■ **WORK REQUIRED**: Every line from the start of the records below to the line containing "have a successor." should be retyped exactly, that line included, and no others.

■ **MATERIAL TO PROCESS**:
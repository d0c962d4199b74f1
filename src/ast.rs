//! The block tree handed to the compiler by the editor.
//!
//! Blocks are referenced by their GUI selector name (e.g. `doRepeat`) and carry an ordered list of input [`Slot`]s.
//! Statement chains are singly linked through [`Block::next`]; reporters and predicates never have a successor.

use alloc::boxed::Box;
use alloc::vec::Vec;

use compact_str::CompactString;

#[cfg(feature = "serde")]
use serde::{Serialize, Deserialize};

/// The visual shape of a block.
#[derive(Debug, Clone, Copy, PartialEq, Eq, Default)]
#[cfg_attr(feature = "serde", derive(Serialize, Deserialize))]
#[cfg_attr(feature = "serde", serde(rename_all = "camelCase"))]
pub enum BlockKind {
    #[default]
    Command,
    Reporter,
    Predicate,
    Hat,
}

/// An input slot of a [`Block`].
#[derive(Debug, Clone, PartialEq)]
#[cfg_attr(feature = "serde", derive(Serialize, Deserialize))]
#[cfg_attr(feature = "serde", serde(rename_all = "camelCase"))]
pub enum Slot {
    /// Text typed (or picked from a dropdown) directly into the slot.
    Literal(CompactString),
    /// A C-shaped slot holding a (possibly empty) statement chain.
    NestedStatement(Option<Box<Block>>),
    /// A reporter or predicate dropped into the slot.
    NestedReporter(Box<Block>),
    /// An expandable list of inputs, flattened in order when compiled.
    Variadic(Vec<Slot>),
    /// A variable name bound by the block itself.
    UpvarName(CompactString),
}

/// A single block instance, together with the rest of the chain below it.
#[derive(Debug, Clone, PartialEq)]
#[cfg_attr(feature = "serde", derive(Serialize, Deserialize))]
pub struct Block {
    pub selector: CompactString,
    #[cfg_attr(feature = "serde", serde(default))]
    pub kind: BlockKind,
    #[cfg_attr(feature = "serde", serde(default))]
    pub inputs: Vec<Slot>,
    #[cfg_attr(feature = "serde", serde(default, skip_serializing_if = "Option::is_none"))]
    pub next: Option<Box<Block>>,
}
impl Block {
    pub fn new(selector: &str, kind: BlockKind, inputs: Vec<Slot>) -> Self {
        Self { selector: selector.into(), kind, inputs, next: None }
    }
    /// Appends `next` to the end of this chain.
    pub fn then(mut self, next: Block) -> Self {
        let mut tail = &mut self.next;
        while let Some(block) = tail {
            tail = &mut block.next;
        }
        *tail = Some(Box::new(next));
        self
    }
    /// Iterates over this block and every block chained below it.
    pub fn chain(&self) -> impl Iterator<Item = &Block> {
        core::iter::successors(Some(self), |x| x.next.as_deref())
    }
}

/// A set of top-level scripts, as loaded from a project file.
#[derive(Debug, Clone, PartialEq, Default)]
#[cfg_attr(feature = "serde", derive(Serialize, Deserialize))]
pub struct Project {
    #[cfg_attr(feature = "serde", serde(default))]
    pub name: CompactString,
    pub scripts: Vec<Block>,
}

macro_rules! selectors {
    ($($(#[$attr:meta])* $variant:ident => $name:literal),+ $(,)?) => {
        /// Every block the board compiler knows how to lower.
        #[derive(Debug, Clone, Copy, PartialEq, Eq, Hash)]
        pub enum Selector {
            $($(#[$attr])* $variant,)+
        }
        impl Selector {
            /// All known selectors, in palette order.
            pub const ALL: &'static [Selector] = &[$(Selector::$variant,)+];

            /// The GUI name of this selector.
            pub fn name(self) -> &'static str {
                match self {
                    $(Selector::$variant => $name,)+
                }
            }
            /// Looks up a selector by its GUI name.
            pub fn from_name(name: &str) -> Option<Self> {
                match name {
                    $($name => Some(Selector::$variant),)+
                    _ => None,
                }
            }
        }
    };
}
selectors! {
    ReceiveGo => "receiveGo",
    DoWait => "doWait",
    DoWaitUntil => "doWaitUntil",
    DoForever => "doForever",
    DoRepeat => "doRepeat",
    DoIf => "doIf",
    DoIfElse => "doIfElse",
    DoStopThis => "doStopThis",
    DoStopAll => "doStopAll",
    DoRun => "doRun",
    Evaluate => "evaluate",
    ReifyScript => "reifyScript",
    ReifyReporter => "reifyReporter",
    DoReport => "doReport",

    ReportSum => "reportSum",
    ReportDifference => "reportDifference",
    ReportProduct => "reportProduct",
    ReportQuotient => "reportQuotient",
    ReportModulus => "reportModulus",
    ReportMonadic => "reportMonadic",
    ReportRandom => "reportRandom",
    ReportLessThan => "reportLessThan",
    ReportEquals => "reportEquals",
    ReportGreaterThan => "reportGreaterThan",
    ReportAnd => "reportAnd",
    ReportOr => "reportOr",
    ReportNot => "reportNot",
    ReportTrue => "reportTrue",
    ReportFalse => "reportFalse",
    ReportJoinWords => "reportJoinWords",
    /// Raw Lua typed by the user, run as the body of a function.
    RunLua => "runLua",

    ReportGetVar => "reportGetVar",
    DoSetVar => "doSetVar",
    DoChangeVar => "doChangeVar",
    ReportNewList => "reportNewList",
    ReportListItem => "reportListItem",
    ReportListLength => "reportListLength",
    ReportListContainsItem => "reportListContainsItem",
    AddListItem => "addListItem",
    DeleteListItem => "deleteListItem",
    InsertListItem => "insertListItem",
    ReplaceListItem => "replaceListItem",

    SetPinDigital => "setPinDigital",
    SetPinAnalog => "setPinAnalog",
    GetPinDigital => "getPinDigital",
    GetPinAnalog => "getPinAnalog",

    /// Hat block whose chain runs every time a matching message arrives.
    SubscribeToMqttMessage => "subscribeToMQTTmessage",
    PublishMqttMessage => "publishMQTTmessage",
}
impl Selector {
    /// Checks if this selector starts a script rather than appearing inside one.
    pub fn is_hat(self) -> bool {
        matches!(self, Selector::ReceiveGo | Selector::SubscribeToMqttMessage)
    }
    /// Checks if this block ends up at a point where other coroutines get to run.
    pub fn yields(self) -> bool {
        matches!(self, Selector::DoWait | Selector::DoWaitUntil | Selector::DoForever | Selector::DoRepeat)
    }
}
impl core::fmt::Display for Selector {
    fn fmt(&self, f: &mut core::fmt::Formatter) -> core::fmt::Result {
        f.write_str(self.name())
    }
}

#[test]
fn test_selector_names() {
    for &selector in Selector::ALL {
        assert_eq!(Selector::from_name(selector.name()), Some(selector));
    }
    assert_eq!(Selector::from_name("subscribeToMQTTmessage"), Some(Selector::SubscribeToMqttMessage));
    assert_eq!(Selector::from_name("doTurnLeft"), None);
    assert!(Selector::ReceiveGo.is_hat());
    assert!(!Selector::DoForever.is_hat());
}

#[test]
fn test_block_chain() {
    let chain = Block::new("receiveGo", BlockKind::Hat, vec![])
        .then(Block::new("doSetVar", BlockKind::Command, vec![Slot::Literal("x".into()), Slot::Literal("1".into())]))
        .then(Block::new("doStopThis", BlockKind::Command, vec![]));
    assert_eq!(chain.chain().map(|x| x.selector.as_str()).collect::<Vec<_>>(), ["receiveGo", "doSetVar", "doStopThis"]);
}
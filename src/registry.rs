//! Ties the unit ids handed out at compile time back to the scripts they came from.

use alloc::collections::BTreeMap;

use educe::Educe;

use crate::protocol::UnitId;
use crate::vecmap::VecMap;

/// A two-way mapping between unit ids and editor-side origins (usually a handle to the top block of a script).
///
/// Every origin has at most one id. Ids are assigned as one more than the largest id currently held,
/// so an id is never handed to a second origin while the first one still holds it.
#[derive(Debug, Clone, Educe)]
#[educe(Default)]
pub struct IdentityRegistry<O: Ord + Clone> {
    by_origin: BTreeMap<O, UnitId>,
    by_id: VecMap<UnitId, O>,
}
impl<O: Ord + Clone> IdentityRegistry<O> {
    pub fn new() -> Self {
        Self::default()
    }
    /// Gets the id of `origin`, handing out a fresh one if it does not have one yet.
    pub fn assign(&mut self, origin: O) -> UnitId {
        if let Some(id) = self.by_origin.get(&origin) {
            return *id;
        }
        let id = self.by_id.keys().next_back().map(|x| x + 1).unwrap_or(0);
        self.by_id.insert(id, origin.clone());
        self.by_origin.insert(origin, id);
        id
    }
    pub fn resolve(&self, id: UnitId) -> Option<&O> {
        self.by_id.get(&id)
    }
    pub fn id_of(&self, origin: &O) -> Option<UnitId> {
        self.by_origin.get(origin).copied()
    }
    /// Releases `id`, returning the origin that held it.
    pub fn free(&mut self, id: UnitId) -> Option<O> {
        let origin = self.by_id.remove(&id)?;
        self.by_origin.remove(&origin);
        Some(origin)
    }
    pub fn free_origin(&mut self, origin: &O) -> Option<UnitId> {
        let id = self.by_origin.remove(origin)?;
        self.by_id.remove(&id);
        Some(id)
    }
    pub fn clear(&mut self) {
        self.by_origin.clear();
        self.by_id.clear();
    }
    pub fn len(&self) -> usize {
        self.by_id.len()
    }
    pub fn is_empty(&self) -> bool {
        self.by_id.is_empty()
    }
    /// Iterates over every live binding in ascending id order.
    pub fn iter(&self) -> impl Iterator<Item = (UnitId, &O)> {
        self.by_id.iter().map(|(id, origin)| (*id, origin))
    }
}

■ **EXPECTED OUTPUT**:
repository d0c962d4199b74f1
filename src/ast.rs
//! The block tree handed to the compiler by the editor.
//!
//! Blocks are referenced by their GUI selector name (e.g. `doRepeat`) and carry an ordered list of input [`Slot`]s.
//! Statement chains are singly linked through [`Block::next`]; reporters and predicates never have a successor.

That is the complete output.